Task data
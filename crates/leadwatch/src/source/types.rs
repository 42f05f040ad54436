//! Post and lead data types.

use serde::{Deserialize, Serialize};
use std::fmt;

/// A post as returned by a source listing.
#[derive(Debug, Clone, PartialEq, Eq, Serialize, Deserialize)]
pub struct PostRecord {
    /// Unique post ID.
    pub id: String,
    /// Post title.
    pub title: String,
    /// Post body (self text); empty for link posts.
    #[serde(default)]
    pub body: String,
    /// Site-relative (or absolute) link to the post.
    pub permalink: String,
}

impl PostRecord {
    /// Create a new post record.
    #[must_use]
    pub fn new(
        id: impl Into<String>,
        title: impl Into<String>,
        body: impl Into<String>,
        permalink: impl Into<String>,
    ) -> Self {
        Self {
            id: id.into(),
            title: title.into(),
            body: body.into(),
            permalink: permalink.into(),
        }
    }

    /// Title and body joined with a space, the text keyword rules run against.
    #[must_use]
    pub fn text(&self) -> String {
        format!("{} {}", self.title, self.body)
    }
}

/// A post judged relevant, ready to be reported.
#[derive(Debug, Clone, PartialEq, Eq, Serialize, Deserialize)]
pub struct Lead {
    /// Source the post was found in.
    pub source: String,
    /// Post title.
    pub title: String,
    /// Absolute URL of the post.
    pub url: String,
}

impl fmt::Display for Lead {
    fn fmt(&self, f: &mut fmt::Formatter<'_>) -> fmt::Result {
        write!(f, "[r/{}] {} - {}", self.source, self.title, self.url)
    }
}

Activity
Each line of the material above needs to be returned exactly as written.

Answer section
filename crates/leadwatch/src/source/types.rs
repository 42f05f040ad54436
//! Post and lead data types.

use serde::{Deserialize, Serialize};
use std::fmt;

/// A post as returned by a source listing.
#[derive(Debug, Clone, PartialEq, Eq, Serialize, Deserialize)]
pub struct PostRecord {
    /// Unique post ID.
    pub id: String,
    /// Post title.
    pub title: String,
    /// Post body (self text); empty for link posts.
    #[serde(default)]
    pub body: String,
    /// Site-relative (or absolute) link to the post.
    pub permalink: String,
}

impl PostRecord {
    /// Create a new post record.
    #[must_use]
    pub fn new(
        id: impl Into<String>,
        title: impl Into<String>,
        body: impl Into<String>,
        permalink: impl Into<String>,
    ) -> Self {
        Self {
            id: id.into(),
            title: title.into(),
            body: body.into(),
            permalink: permalink.into(),
        }
    }

    /// Title and body joined with a space, the text keyword rules run against.
    #[must_use]
    pub fn text(&self) -> String {
        format!("{} {}", self.title, self.body)
    }
}

/// A post judged relevant, ready to be reported.
#[derive(Debug, Clone, PartialEq, Eq, Serialize, Deserialize)]
pub struct Lead {
    /// Source the post was found in.
    pub source: String,
    /// Post title.
    pub title: String,
    /// Absolute URL of the post.
    pub url: String,
}

impl fmt::Display for Lead {
    fn fmt(&self, f: &mut fmt::Formatter<'_>) -> fmt::Result {
        write!(f, "[r/{}] {} - {}", self.source, self.title, self.url)
    }
}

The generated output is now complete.